**EXERCISE PROMPT:**
Return exactly the lines of the records below, starting at the line that contains "filename pkg/constants/src/lib.rs" and ending at the line that contains "filename pkg/project/src/error.rs", with both of those lines kept.

**RECORDS FOR THIS TASK:**
◆ ◆ ◆ ◆
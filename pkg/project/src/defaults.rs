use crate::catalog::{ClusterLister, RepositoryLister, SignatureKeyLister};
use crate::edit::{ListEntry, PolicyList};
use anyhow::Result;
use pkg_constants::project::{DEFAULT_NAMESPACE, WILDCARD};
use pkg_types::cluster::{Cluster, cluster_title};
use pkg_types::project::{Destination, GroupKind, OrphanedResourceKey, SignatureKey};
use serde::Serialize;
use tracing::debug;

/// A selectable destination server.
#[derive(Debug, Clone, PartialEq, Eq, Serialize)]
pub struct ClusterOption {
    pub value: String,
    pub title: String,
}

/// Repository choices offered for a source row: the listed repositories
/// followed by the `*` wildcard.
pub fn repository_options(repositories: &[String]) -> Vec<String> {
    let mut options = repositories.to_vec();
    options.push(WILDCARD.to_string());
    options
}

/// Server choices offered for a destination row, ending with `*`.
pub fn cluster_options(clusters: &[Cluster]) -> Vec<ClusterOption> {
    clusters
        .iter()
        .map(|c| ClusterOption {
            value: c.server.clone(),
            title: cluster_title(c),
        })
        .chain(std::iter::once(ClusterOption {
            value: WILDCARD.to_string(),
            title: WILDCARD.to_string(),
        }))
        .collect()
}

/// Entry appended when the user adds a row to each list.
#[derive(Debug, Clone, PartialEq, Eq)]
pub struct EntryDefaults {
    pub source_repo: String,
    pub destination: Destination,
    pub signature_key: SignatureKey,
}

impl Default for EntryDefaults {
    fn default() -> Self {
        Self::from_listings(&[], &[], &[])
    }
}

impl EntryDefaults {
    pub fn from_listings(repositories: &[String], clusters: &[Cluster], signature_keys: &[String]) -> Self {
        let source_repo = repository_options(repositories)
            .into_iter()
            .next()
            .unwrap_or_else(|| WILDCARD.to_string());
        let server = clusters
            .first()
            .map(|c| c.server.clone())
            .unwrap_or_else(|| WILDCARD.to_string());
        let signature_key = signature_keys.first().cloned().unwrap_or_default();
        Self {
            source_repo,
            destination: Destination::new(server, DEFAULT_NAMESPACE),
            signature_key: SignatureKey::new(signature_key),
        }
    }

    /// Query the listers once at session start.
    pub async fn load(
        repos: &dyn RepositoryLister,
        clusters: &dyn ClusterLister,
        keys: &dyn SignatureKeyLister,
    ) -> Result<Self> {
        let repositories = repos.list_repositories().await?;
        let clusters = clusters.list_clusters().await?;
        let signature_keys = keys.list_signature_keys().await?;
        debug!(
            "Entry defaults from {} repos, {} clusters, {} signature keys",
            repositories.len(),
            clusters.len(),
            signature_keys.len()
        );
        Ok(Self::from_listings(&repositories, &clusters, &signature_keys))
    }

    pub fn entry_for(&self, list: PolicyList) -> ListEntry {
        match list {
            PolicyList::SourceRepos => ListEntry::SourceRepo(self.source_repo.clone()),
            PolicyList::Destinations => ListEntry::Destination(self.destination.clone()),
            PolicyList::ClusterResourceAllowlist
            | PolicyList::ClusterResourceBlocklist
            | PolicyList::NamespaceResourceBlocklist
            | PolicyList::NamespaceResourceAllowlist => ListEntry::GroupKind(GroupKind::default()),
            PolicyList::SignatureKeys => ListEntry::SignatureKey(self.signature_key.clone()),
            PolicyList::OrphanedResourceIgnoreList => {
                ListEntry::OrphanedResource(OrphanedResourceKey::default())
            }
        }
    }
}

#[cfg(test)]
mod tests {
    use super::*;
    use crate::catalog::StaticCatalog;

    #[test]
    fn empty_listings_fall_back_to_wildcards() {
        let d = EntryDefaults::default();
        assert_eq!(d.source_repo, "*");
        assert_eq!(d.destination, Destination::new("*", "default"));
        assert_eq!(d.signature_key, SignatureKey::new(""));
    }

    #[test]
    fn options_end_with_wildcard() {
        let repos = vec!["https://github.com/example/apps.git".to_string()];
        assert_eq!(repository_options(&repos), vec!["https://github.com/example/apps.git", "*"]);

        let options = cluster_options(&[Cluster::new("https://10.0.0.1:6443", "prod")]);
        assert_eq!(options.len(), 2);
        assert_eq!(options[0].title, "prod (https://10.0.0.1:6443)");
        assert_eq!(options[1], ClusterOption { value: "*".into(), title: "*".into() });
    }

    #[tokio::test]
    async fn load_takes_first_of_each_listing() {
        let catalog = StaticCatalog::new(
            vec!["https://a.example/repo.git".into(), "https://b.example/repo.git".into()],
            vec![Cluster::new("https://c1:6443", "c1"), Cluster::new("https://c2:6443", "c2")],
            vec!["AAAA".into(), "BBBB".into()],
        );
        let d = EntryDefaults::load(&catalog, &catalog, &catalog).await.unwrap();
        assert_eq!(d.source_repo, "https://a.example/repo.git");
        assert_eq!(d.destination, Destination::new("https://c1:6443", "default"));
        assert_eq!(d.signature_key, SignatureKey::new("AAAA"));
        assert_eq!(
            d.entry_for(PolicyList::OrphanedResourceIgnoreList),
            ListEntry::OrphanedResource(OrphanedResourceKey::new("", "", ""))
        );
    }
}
◆ ◆ ◆ ◆
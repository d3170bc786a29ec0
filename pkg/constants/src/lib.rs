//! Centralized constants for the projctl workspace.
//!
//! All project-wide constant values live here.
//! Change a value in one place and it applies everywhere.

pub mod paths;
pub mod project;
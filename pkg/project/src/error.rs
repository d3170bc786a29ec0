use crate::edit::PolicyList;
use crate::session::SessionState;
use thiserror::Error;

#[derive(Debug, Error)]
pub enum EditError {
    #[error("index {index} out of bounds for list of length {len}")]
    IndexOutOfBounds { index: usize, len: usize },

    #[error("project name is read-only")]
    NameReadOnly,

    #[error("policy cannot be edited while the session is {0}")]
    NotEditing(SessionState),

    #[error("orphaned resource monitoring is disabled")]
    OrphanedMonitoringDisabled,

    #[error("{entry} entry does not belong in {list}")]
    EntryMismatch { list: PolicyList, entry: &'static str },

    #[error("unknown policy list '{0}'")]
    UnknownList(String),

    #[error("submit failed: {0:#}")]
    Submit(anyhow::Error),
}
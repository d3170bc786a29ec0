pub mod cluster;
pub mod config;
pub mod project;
◆ ◆ ◆ ◆
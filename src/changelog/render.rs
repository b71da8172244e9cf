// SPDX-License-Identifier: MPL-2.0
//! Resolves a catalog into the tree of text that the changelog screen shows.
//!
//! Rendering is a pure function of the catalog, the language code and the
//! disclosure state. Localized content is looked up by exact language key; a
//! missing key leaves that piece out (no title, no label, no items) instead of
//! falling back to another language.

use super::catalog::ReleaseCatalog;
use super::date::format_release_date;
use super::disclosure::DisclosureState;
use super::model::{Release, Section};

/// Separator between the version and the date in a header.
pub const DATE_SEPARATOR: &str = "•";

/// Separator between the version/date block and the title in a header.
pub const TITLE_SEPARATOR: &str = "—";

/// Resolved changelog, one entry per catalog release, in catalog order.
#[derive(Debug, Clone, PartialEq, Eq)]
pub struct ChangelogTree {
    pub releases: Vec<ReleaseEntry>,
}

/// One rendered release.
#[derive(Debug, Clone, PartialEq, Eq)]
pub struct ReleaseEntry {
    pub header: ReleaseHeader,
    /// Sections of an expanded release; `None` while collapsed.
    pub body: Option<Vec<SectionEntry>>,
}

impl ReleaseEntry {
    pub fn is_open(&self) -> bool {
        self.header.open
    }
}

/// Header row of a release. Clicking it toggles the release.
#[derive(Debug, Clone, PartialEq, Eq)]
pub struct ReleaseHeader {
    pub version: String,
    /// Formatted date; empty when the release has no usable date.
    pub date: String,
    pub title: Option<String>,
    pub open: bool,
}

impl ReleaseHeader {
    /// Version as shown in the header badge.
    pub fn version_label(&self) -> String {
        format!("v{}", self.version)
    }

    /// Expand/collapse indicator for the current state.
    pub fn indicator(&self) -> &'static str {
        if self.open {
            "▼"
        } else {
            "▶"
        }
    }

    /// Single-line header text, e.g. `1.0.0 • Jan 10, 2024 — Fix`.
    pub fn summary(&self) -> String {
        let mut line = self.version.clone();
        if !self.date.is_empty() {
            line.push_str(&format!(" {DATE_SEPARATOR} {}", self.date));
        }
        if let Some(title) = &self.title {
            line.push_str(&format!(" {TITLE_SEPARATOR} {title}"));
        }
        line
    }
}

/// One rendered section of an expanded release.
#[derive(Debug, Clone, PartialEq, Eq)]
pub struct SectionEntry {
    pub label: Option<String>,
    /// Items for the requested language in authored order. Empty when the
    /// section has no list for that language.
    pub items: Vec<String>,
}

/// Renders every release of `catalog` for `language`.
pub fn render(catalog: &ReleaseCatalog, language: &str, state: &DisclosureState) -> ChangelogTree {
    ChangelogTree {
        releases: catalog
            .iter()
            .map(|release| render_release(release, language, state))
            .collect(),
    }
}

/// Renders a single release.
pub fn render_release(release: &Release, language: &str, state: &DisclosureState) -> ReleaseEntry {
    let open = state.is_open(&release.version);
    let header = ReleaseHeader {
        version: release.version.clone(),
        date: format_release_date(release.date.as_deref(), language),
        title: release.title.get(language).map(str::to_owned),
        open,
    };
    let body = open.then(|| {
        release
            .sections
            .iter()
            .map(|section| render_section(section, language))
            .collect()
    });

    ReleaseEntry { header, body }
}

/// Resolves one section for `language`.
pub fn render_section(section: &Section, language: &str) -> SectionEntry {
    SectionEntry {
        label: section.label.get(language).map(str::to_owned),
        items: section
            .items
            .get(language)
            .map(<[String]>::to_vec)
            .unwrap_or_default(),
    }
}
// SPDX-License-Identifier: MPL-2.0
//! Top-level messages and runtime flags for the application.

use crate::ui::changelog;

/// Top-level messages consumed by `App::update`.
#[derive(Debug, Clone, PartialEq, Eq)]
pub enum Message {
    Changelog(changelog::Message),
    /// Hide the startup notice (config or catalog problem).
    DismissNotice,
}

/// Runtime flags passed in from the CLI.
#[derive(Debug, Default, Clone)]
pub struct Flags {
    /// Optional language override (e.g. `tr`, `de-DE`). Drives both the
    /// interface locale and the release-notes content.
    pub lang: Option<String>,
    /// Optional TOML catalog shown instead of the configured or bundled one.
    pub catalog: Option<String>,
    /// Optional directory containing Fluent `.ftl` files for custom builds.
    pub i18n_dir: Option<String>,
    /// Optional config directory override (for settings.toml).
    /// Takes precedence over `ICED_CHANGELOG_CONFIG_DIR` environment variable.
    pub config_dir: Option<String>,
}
◆ ◆ ◆ ◆
**ANSWER BOX:**
filename pkg/constants/src/lib.rs
//! Centralized constants for the projctl workspace.
//!
//! All project-wide constant values live here.
//! Change a value in one place and it applies everywhere.

pub mod paths;
pub mod project;
filename pkg/project/src/error.rs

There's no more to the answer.